- **Required work**:
Would you print the material exactly, starting at its first line and ending at the line holding "their transaction, so"?
◆ ◆ ◆ ◆ ◆ ◆ ◆
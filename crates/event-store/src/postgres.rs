use std::collections::HashMap;

use async_trait::async_trait;
use chrono::{DateTime, Utc};
use sqlx::{PgPool, Postgres, Row, Transaction, postgres::PgRow};
use uuid::Uuid;

use crate::{
    AggregateId, EventEnvelope, EventId, EventStoreError, Result, Snapshot, Version,
    store::{EventStore, EventStream, StreamAppend, batch_event_count, validate_batch},
};

/// Key of the transaction-scoped advisory lock every append takes.
const APPEND_LOCK_KEY: i64 = 0x6576_656e_7473;

const SELECT_EVENTS: &str = "SELECT id, event_type, aggregate_id, aggregate_type, version, timestamp, payload, idempotency_key, metadata FROM events";

/// PostgreSQL-backed event store.
///
/// Concurrency relies on the `unique_aggregate_version` constraint and
/// idempotency on the partial `unique_idempotency_key` index, both created
/// by the migrations in `migrations/`.
///
/// Appends take one advisory lock for the length of their transaction, so
/// `position` values are allocated in commit order and a reader that has
/// seen position `n` has seen every position below it.
#[derive(Clone)]
pub struct PostgresEventStore {
    pool: PgPool,
}

impl PostgresEventStore {
    pub fn new(pool: PgPool) -> Self {
        Self { pool }
    }

    pub fn pool(&self) -> &PgPool {
        &self.pool
    }

    pub async fn run_migrations(&self) -> std::result::Result<(), sqlx::migrate::MigrateError> {
        sqlx::migrate!("../../migrations").run(&self.pool).await
    }

    fn row_to_event(row: PgRow) -> Result<EventEnvelope> {
        let metadata_json: serde_json::Value = row.try_get("metadata")?;
        let metadata: HashMap<String, serde_json::Value> = serde_json::from_value(metadata_json)?;

        Ok(EventEnvelope {
            event_id: EventId::from_uuid(row.try_get::<Uuid, _>("id")?),
            event_type: row.try_get("event_type")?,
            aggregate_id: AggregateId::from_uuid(row.try_get::<Uuid, _>("aggregate_id")?),
            aggregate_type: row.try_get("aggregate_type")?,
            version: Version::new(row.try_get("version")?),
            timestamp: row.try_get("timestamp")?,
            payload: row.try_get("payload")?,
            idempotency_key: row.try_get("idempotency_key")?,
            metadata,
        })
    }

    async fn append_stream(tx: &mut Transaction<'_, Postgres>, append: StreamAppend) -> Result<Version> {
        let first = &append.events[0];
        let aggregate_id = first.aggregate_id;

        let current: Option<i64> =
            sqlx::query_scalar("SELECT MAX(version) FROM events WHERE aggregate_id = $1")
                .bind(aggregate_id.as_uuid())
                .fetch_one(&mut **tx)
                .await?;
        let current = Version::new(current.unwrap_or(0));

        if let Some(expected) = append.options.expected_version
            && current != expected
        {
            return Err(EventStoreError::ConcurrencyConflict {
                aggregate_id,
                expected,
                actual: current,
            });
        }

        let last_version = append.last_version();
        for event in &append.events {
            let metadata_json = serde_json::to_value(&event.metadata)?;

            sqlx::query(
                r#"
                INSERT INTO events (id, event_type, aggregate_id, aggregate_type, version, timestamp, payload, idempotency_key, metadata)
                VALUES ($1, $2, $3, $4, $5, $6, $7, $8, $9)
                "#,
            )
            .bind(event.event_id.as_uuid())
            .bind(&event.event_type)
            .bind(event.aggregate_id.as_uuid())
            .bind(&event.aggregate_type)
            .bind(event.version.as_i64())
            .bind(event.timestamp)
            .bind(&event.payload)
            .bind(event.idempotency_key.as_deref())
            .bind(metadata_json)
            .execute(&mut **tx)
            .await
            .map_err(|e| {
                if let sqlx::Error::Database(ref db_err) = e {
                    match db_err.constraint() {
                        Some("unique_aggregate_version") => {
                            return EventStoreError::ConcurrencyConflict {
                                aggregate_id,
                                expected: append.options.expected_version.unwrap_or(current),
                                actual: event.version,
                            };
                        }
                        Some("unique_idempotency_key") => {
                            return EventStoreError::DuplicateIdempotencyKey {
                                key: event.idempotency_key.clone().unwrap_or_default(),
                            };
                        }
                        _ => {}
                    }
                }
                EventStoreError::Database(e)
            })?;
        }

        Ok(last_version)
    }
}

#[async_trait]
impl EventStore for PostgresEventStore {
    #[tracing::instrument(skip(self, batch), fields(streams = batch.len()))]
    async fn append_batch(&self, batch: Vec<StreamAppend>) -> Result<Vec<Version>> {
        validate_batch(&batch)?;
        let event_count = batch_event_count(&batch);

        // Dropping the transaction on an early return rolls everything back.
        let mut tx = self.pool.begin().await?;
        sqlx::query("SELECT pg_advisory_xact_lock($1)")
            .bind(APPEND_LOCK_KEY)
            .execute(&mut *tx)
            .await?;

        let mut versions = Vec::with_capacity(batch.len());
        for append in batch {
            versions.push(Self::append_stream(&mut tx, append).await?);
        }
        tx.commit().await?;

        metrics::counter!("events_appended_total").increment(event_count);
        Ok(versions)
    }

    async fn get_events_for_aggregate(
        &self,
        aggregate_id: AggregateId,
    ) -> Result<Vec<EventEnvelope>> {
        self.get_events_for_aggregate_from_version(aggregate_id, Version::initial())
            .await
    }

    async fn get_events_for_aggregate_from_version(
        &self,
        aggregate_id: AggregateId,
        from_version: Version,
    ) -> Result<Vec<EventEnvelope>> {
        let rows = sqlx::query(&format!(
            "{SELECT_EVENTS} WHERE aggregate_id = $1 AND version >= $2 ORDER BY version ASC"
        ))
        .bind(aggregate_id.as_uuid())
        .bind(from_version.as_i64())
        .fetch_all(&self.pool)
        .await?;

        rows.into_iter().map(Self::row_to_event).collect()
    }

    async fn stream_all_events(&self) -> Result<EventStream> {
        use futures_util::StreamExt;

        let pool = self.pool.clone();
        let stream = async_stream_rows(pool).map(|result| match result {
            Ok(row) => Self::row_to_event(row),
            Err(e) => Err(EventStoreError::Database(e)),
        });

        Ok(Box::pin(stream))
    }

    async fn get_aggregate_version(&self, aggregate_id: AggregateId) -> Result<Option<Version>> {
        let version: Option<i64> =
            sqlx::query_scalar("SELECT MAX(version) FROM events WHERE aggregate_id = $1")
                .bind(aggregate_id.as_uuid())
                .fetch_one(&self.pool)
                .await?;

        Ok(version.map(Version::new))
    }

    async fn idempotency_key_exists(&self, key: &str) -> Result<bool> {
        let exists: bool =
            sqlx::query_scalar("SELECT EXISTS(SELECT 1 FROM events WHERE idempotency_key = $1)")
                .bind(key)
                .fetch_one(&self.pool)
                .await?;
        Ok(exists)
    }

    async fn save_snapshot(&self, snapshot: Snapshot) -> Result<()> {
        sqlx::query(
            r#"
            INSERT INTO snapshots (aggregate_id, aggregate_type, version, timestamp, state)
            VALUES ($1, $2, $3, $4, $5)
            ON CONFLICT (aggregate_id) DO UPDATE SET
                aggregate_type = EXCLUDED.aggregate_type,
                version = EXCLUDED.version,
                timestamp = EXCLUDED.timestamp,
                state = EXCLUDED.state
            WHERE snapshots.version < EXCLUDED.version
            "#,
        )
        .bind(snapshot.aggregate_id.as_uuid())
        .bind(&snapshot.aggregate_type)
        .bind(snapshot.version.as_i64())
        .bind(snapshot.timestamp)
        .bind(&snapshot.state)
        .execute(&self.pool)
        .await?;

        Ok(())
    }

    async fn get_snapshot(&self, aggregate_id: AggregateId) -> Result<Option<Snapshot>> {
        let row: Option<PgRow> = sqlx::query(
            r#"
            SELECT aggregate_id, aggregate_type, version, timestamp, state
            FROM snapshots
            WHERE aggregate_id = $1
            "#,
        )
        .bind(aggregate_id.as_uuid())
        .fetch_optional(&self.pool)
        .await?;

        row.map(|row| {
            Ok(Snapshot {
                aggregate_id: AggregateId::from_uuid(row.try_get::<Uuid, _>("aggregate_id")?),
                aggregate_type: row.try_get("aggregate_type")?,
                version: Version::new(row.try_get("version")?),
                timestamp: row.try_get::<DateTime<Utc>, _>("timestamp")?,
                state: row.try_get("state")?,
            })
        })
        .transpose()
    }
}

/// Streams every event row in commit order, owning its pool handle so the
/// stream can outlive the borrow of the store.
fn async_stream_rows(
    pool: PgPool,
) -> impl futures_core::Stream<Item = std::result::Result<PgRow, sqlx::Error>> + Send {
    use futures_util::{StreamExt, stream};

    stream::once(async move {
        sqlx::query(&format!("{SELECT_EVENTS} ORDER BY position ASC"))
            .fetch_all(&pool)
            .await
    })
    .flat_map(|result| match result {
        Ok(rows) => stream::iter(rows.into_iter().map(Ok)).left_stream(),
        Err(e) => stream::iter(std::iter::once(Err(e))).right_stream(),
    })
}
//! Command handling infrastructure.

use std::marker::PhantomData;

use common::AggregateId;
use event_store::{AppendOptions, EventEnvelope, EventStore, EventStoreExt, Snapshot, Version};
use serde::{Serialize, de::DeserializeOwned};

use crate::aggregate::{Aggregate, DomainEvent, SnapshotCapable};
use crate::error::DomainError;

/// Result of command execution.
#[derive(Debug)]
pub struct CommandResult<A: Aggregate> {
    /// The aggregate after applying the new events.
    pub aggregate: A,

    /// The events that were generated and persisted.
    pub events: Vec<A::Event>,

    /// The new version of the aggregate after the command.
    pub new_version: Version,
}

/// Append options guarding a stream that was loaded at `version`.
pub fn expected_version(version: Version) -> AppendOptions {
    if version == Version::initial() {
        AppendOptions::expect_new()
    } else {
        AppendOptions::expect_version(version)
    }
}

/// Wraps domain events into envelopes numbered after `current_version`.
pub fn build_envelopes<A>(
    aggregate_id: AggregateId,
    current_version: Version,
    events: &[A::Event],
) -> Result<Vec<EventEnvelope>, DomainError>
where
    A: Aggregate,
{
    let mut envelopes = Vec::with_capacity(events.len());
    let mut version = current_version;

    for event in events {
        version = version.next();
        let envelope = EventEnvelope::builder()
            .aggregate_id(aggregate_id)
            .aggregate_type(A::aggregate_type())
            .event_type(event.event_type())
            .version(version)
            .idempotency_key(event.idempotency_key())
            .payload(event)?
            .build();
        envelopes.push(envelope);
    }

    Ok(envelopes)
}

/// Loads aggregates of one type and executes commands against them.
///
/// Execution is load, decide, append with the loaded version as the expected
/// version. A concurrent writer makes the append fail with a conflict.
pub struct CommandHandler<S, A>
where
    S: EventStore,
    A: Aggregate,
{
    store: S,
    _phantom: PhantomData<A>,
}

impl<S, A> Clone for CommandHandler<S, A>
where
    S: EventStore + Clone,
    A: Aggregate,
{
    fn clone(&self) -> Self {
        Self::new(self.store.clone())
    }
}

impl<S, A> CommandHandler<S, A>
where
    S: EventStore,
    A: Aggregate,
{
    pub fn new(store: S) -> Self {
        Self {
            store,
            _phantom: PhantomData,
        }
    }

    pub fn store(&self) -> &S {
        &self.store
    }

    /// Loads an aggregate from its latest snapshot and subsequent events.
    ///
    /// If the stream doesn't exist, returns a default instance.
    pub async fn load(&self, aggregate_id: AggregateId) -> Result<A, DomainError>
    where
        A: DeserializeOwned,
    {
        let (snapshot, events) = self.store.load_aggregate(aggregate_id).await?;

        let mut aggregate = match snapshot {
            Some(snapshot) => Self::restore_from_snapshot(snapshot)?,
            None => A::default(),
        };

        for envelope in events {
            let event: A::Event = serde_json::from_value(envelope.payload)?;
            aggregate.apply(event);
            aggregate.set_version(envelope.version);
        }

        Ok(aggregate)
    }

    /// Loads an aggregate, returning None if it doesn't exist.
    pub async fn load_existing(&self, aggregate_id: AggregateId) -> Result<Option<A>, DomainError>
    where
        A: DeserializeOwned,
    {
        let aggregate = self.load(aggregate_id).await?;
        Ok(aggregate.id().is_some().then_some(aggregate))
    }

    /// Executes a command and persists the resulting events.
    ///
    /// An empty event list is a no-op and nothing is written.
    pub async fn execute<F>(
        &self,
        aggregate_id: AggregateId,
        command_fn: F,
    ) -> Result<CommandResult<A>, DomainError>
    where
        A: DeserializeOwned,
        F: FnOnce(&A) -> Result<Vec<A::Event>, A::Error>,
        DomainError: From<A::Error>,
    {
        let mut aggregate = self.load(aggregate_id).await?;
        let current_version = aggregate.version();

        let events = command_fn(&aggregate)?;

        if events.is_empty() {
            return Ok(CommandResult {
                aggregate,
                events: vec![],
                new_version: current_version,
            });
        }

        let envelopes = build_envelopes::<A>(aggregate_id, current_version, &events)?;
        let new_version = self
            .store
            .append(envelopes, expected_version(current_version))
            .await?;

        aggregate.apply_events(events.iter().cloned());
        aggregate.set_version(new_version);

        Ok(CommandResult {
            aggregate,
            events,
            new_version,
        })
    }

    fn restore_from_snapshot(snapshot: Snapshot) -> Result<A, DomainError>
    where
        A: DeserializeOwned,
    {
        let version = snapshot.version;
        let mut aggregate: A = snapshot.into_state()?;
        aggregate.set_version(version);
        Ok(aggregate)
    }
}

impl<S, A> CommandHandler<S, A>
where
    S: EventStore,
    A: SnapshotCapable,
{
    /// Executes a command and saves a snapshot when an interval is crossed.
    pub async fn execute_with_snapshot<F>(
        &self,
        aggregate_id: AggregateId,
        command_fn: F,
    ) -> Result<CommandResult<A>, DomainError>
    where
        F: FnOnce(&A) -> Result<Vec<A::Event>, A::Error>,
        DomainError: From<A::Error>,
    {
        let result = self.execute(aggregate_id, command_fn).await?;
        let previous = Version::new(result.new_version.as_i64() - result.events.len() as i64);

        if A::crossed_snapshot_boundary(previous, result.new_version) {
            save_snapshot(&self.store, aggregate_id, &result.aggregate).await;
        }

        Ok(result)
    }
}

/// Persists a snapshot of `aggregate`. Snapshots only speed up loading, so a
/// failure is logged and otherwise ignored.
pub(crate) async fn save_snapshot<S, A>(store: &S, aggregate_id: AggregateId, aggregate: &A)
where
    S: EventStore + ?Sized,
    A: Aggregate + Serialize,
{
    let snapshot = match Snapshot::from_state(
        aggregate_id,
        A::aggregate_type(),
        aggregate.version(),
        aggregate,
    ) {
        Ok(snapshot) => snapshot,
        Err(error) => {
            tracing::warn!(%aggregate_id, %error, "failed to serialize snapshot");
            return;
        }
    };

    if let Err(error) = store.save_snapshot(snapshot).await {
        tracing::warn!(%aggregate_id, %error, "failed to save snapshot");
    }
}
◆ ◆ ◆ ◆ ◆ ◆ ◆
- **Result**:
filename crates/event-store/src/postgres.rs
use std::collections::HashMap;

use async_trait::async_trait;
use chrono::{DateTime, Utc};
use sqlx::{PgPool, Postgres, Row, Transaction, postgres::PgRow};
use uuid::Uuid;

use crate::{
    AggregateId, EventEnvelope, EventId, EventStoreError, Result, Snapshot, Version,
    store::{EventStore, EventStream, StreamAppend, batch_event_count, validate_batch},
};

/// Key of the transaction-scoped advisory lock every append takes.
const APPEND_LOCK_KEY: i64 = 0x6576_656e_7473;

const SELECT_EVENTS: &str = "SELECT id, event_type, aggregate_id, aggregate_type, version, timestamp, payload, idempotency_key, metadata FROM events";

/// PostgreSQL-backed event store.
///
/// Concurrency relies on the `unique_aggregate_version` constraint and
/// idempotency on the partial `unique_idempotency_key` index, both created
/// by the migrations in `migrations/`.
///
/// Appends take one advisory lock for the length of their transaction, so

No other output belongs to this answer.